Grover Norquist said Monday that he would vote in favor of the Senate’s plan to raise taxes on those earning $450,000 or more annually and said it does not violate his anti-tax pledge.
“Is this a violation of the pledge?” CNN anchor Wolf Blitzer asked him on air.
“No, it is not,” Norquist said on CNN.
“So if Republican Senator ‘X’ votes in favor of the agreement tonight, he or she is not violating the pledge?” Blitzer pressed.
“No. The Republicans have voted in the past to make the tax cuts permanent, all the Republicans, all the pledge takers—” Norquist said.
“So you’re giving your blessing to the Republicans, to Harry Reid, not only the Democrats, to Mitch McConnell and all the Republicans, go ahead and support the deal?” Blitzer said.
“Not having read it all, I’m not endorsing it. But right now, as explained, it doesn’t violate the pledge,” Norquist said. “We need to go back and at the end of the day make sure that the tax cuts are made permanent for everybody, but that’s a fight for the weeks and months to come. This is progress, making 84 percent of the Bush tax cuts permanent.”
Republican orthodoxy has been shredded by a logical flaw. The rigid inflexibility that was the strength of the Norquist Tax Pledge has been been flipped into a fatal weakness.
There is a virus of irreconcilable incongruity raging in the minds of the robotic Cult of Norquist true believers.
Smoke is now billowing from the microprocessors of the Tea Party faithful.
Erck Erickson on Redstate has this lead House Republicans: Don’t Play the Game
Love that smell of right wing ozone on New Year's Day.
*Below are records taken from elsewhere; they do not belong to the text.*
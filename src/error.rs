//! Error types for the relay
//!
//! Defines application-level errors, per-connection send errors and
//! configuration errors. Uses thiserror for ergonomic error definitions.
//!
//! Rate-limit refusals and blank input are not errors; they are
//! reported through `Admission` and `Outcome` instead.

use thiserror::Error;

/// Application-level errors
///
/// Raised by the WebSocket endpoint and the binary. All of them end
/// the affected connection (or the process, for startup failures).
#[derive(Debug, Error)]
pub enum AppError {
    /// WebSocket protocol error (fatal)
    #[error("WebSocket error: {0}")]
    WebSocket(#[from] tokio_tungstenite::tungstenite::Error),

    /// JSON serialization/deserialization error
    #[error("JSON serialization error: {0}")]
    Json(#[from] serde_json::Error),

    /// IO error (fatal)
    #[error("IO error: {0}")]
    Io(#[from] std::io::Error),

    /// Invalid startup configuration
    #[error("Configuration error: {0}")]
    Config(#[from] ConfigError),
}

/// Message send errors
///
/// Occurs when delivering to a connection whose channel cannot take it.
#[derive(Debug, Error)]
pub enum SendError {
    /// The receiving end of the channel has been closed
    #[error("Channel closed")]
    ChannelClosed,

    /// The connection is not draining its queue fast enough
    #[error("Channel full")]
    ChannelFull,
}

/// Configuration errors
#[derive(Debug, Error)]
pub enum ConfigError {
    /// An environment variable held a value that could not be parsed
    #[error("invalid value {value:?} for {var}")]
    Invalid { var: &'static str, value: String },
}
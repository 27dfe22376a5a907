//! Message protocol definitions
//!
//! JSON-based bidirectional message protocol using Serde's tagged enum
//! for type-safe serialization/deserialization, plus the `ChatMessage`
//! record kept in room history.

use chrono::{DateTime, Utc};
use serde::{Deserialize, Serialize};

/// Message body that clients send to request a buzz alert
pub const BUZZ_SENTINEL: &str = "__BUZZ__";

/// What a stored message represents
#[derive(Debug, Clone, Copy, PartialEq, Eq, Serialize, Deserialize)]
#[serde(rename_all = "snake_case")]
pub enum MessageKind {
    /// Plain chat text
    Text,
    /// Buzz alert; the body carries no payload
    Buzz,
}

/// A message as stored in room history and broadcast to members
///
/// Immutable once created.
#[derive(Debug, Clone, PartialEq, Eq, Serialize, Deserialize)]
pub struct ChatMessage {
    pub author: String,
    pub body: String,
    pub timestamp: DateTime<Utc>,
    pub kind: MessageKind,
}

impl ChatMessage {
    /// Plain text message stamped with the current UTC time
    pub fn text(author: impl Into<String>, body: impl Into<String>) -> Self {
        Self {
            author: author.into(),
            body: body.into(),
            timestamp: Utc::now(),
            kind: MessageKind::Text,
        }
    }

    /// Buzz alert stamped with the current UTC time
    pub fn buzz(author: impl Into<String>) -> Self {
        Self {
            author: author.into(),
            body: BUZZ_SENTINEL.to_string(),
            timestamp: Utc::now(),
            kind: MessageKind::Buzz,
        }
    }

    pub fn is_buzz(&self) -> bool {
        self.kind == MessageKind::Buzz
    }
}

/// Whether client text asks for a buzz rather than a chat message
pub fn is_buzz_request(text: &str) -> bool {
    text.trim() == BUZZ_SENTINEL
}

/// Client → Server message
///
/// All actions a connection can invoke. Uses tagged enum with snake_case naming.
#[derive(Debug, Deserialize)]
#[serde(tag = "type", rename_all = "snake_case")]
pub enum ClientMessage {
    /// Enter a room (creating it if it has no traffic yet)
    Join { room: String, user: String },
    /// Leave a room
    Leave { room: String, user: String },
    /// Post a message, or a buzz when `text` is the sentinel
    Send {
        room: String,
        user: String,
        text: String,
    },
    /// Indicate the user is typing
    Typing { room: String, user: String },
    /// Move from one room to another
    SwitchRoom {
        #[serde(default)]
        from: String,
        to: String,
        user: String,
    },
}

/// Server → Client message
///
/// All events a connection can receive. Uses tagged enum with snake_case naming.
#[derive(Debug, Clone, PartialEq, Serialize)]
#[serde(tag = "type", rename_all = "snake_case")]
pub enum ServerMessage {
    /// Connection successful, connection ID issued
    Connected { connection_id: String },
    /// Notice from the relay (joins, leaves, throttling)
    System { text: String },
    /// Recent messages of a room, oldest first
    History { messages: Vec<ChatMessage> },
    /// A message posted to a room
    Message { message: ChatMessage },
    /// Another member is typing
    Typing { user: String },
}

impl ServerMessage {
    pub fn system(text: impl Into<String>) -> Self {
        ServerMessage::System { text: text.into() }
    }
}

#[cfg(test)]
mod tests {
    use super::*;

    #[test]
    fn test_client_message_deserialize() {
        let json = r#"{"type": "send", "room": "general", "user": "Alice", "text": "hi"}"#;
        let msg: ClientMessage = serde_json::from_str(json).unwrap();
        match msg {
            ClientMessage::Send { room, user, text } => {
                assert_eq!(room, "general");
                assert_eq!(user, "Alice");
                assert_eq!(text, "hi");
            }
            _ => panic!("Wrong variant"),
        }
    }

    #[test]
    fn test_switch_room_without_origin() {
        let json = r#"{"type": "switch_room", "to": "random", "user": "Alice"}"#;
        let msg: ClientMessage = serde_json::from_str(json).unwrap();
        match msg {
            ClientMessage::SwitchRoom { from, to, .. } => {
                assert!(from.is_empty());
                assert_eq!(to, "random");
            }
            _ => panic!("Wrong variant"),
        }
    }

    #[test]
    fn test_server_message_serialize() {
        let msg = ServerMessage::Connected {
            connection_id: "test-id".to_string(),
        };
        let json = serde_json::to_string(&msg).unwrap();
        assert!(json.contains("\"type\":\"connected\""));
        assert!(json.contains("\"connection_id\":\"test-id\""));
    }

    #[test]
    fn test_chat_message_serialize() {
        let msg = ServerMessage::Message {
            message: ChatMessage::buzz("Alice"),
        };
        let json = serde_json::to_string(&msg).unwrap();
        assert!(json.contains("\"type\":\"message\""));
        assert!(json.contains("\"author\":\"Alice\""));
        assert!(json.contains("\"kind\":\"buzz\""));
        assert!(json.contains("\"timestamp\":"));
    }

    #[test]
    fn test_buzz_request_detection() {
        assert!(is_buzz_request("__BUZZ__"));
        assert!(is_buzz_request("  __BUZZ__\n"));
        assert!(!is_buzz_request("__buzz__"));
        assert!(!is_buzz_request("hello __BUZZ__"));
    }
}
//! Basic type definitions for the relay
//!
//! Provides newtype wrappers for type safety:
//! - `ConnectionId`: UUID-based unique connection identifier
//! - `RoomKey`: case-insensitive room identity
//! - `IdentityKey`: rate-limit identity bound to a connection and display name

use uuid::Uuid;

/// Unique connection identifier (newtype pattern)
///
/// Wraps a UUID v4 for type-safe connection identification.
/// Implements Hash and Eq for use as map keys.
#[derive(Debug, Clone, Copy, PartialEq, Eq, Hash)]
pub struct ConnectionId(pub Uuid);

impl ConnectionId {
    /// Create a new random connection ID
    pub fn new() -> Self {
        Self(Uuid::new_v4())
    }
}

impl Default for ConnectionId {
    fn default() -> Self {
        Self::new()
    }
}

impl std::fmt::Display for ConnectionId {
    fn fmt(&self, f: &mut std::fmt::Formatter<'_>) -> std::fmt::Result {
        write!(f, "{}", self.0)
    }
}

/// Room identity used for store buckets and transport groups
///
/// Room names are compared case-insensitively, so the key is the
/// lowercased form of whatever the client typed. The original spelling
/// is kept by callers for display in notices.
#[derive(Debug, Clone, PartialEq, Eq, Hash)]
pub struct RoomKey(String);

impl RoomKey {
    /// Normalize a client-supplied room name
    pub fn new(name: &str) -> Self {
        Self(name.to_lowercase())
    }

    pub fn as_str(&self) -> &str {
        &self.0
    }
}

impl std::fmt::Display for RoomKey {
    fn fmt(&self, f: &mut std::fmt::Formatter<'_>) -> std::fmt::Result {
        write!(f, "{}", self.0)
    }
}

/// Rate-limiter identity
///
/// Derived from the connection plus the display name, lowercased.
/// A reconnect or a rename therefore starts from a fresh counter.
#[derive(Debug, Clone, PartialEq, Eq, Hash)]
pub struct IdentityKey(String);

impl IdentityKey {
    pub fn derive(connection_id: ConnectionId, user: &str) -> Self {
        Self(format!("{}:{}", connection_id, user).to_lowercase())
    }

    pub fn as_str(&self) -> &str {
        &self.0
    }
}

impl std::fmt::Display for IdentityKey {
    fn fmt(&self, f: &mut std::fmt::Formatter<'_>) -> std::fmt::Result {
        write!(f, "{}", self.0)
    }
}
Well, today the White House is telling Fox New’s Ed Henry that this was the game all along. According to Ed Henry, the White House staff is saying that getting the GOP to break their tax pledge is, “One of the most consequential policy achievements of the last couple of decades.” The plan cuts $1.00 in spending for every $41.00 in tax increases. Contrary to what Senator Pat Toomey is claiming today, everyone’s taxes will also go up – the 99% and the 1%.
That will be the headline if the House Republicans vote for this plan.
Now, many of you think this is the best deal we can get. I understand that. But consider this — the White House has designed this solely for purposes of getting the GOP to break their tax pledge. Any way we play the game we lose.
The only way to even think of winning is to not play this game.
Which was followed by this comment on Redstate
The Speaker and the Minority Leader must go, and they must be replaced with GOP Senators and Members of Congress who are seeing this deal for what it is-- a ridiculous farce. The fiscal cliff is much, much preferable to this GOP capitulation being peddled as a deal. The fiscal cliff brings on odious taxes, but at least it gives us spending cuts, too. This deal brings on odious taxes and does absolutely nothing to cut spending or to stop the ever-expanding size of government. Every single "deal" our Party Leadership has made with the President on spending and debt has resulted in more spending and more debt, and now the Leadership seems to be delighting in breaking the back of fiscal conservatives who had pledged not to do deals of this very sort. At the risk of sounding rude, if anyone believes that this deal if "spending now to pave the way for spending cuts later," you're being wholly delusional. Our Party Leadership has proved itself incapable of delivering real cuts and real restraints Big Government.
Perhaps now the far right is turning its wrath on elected Republicans.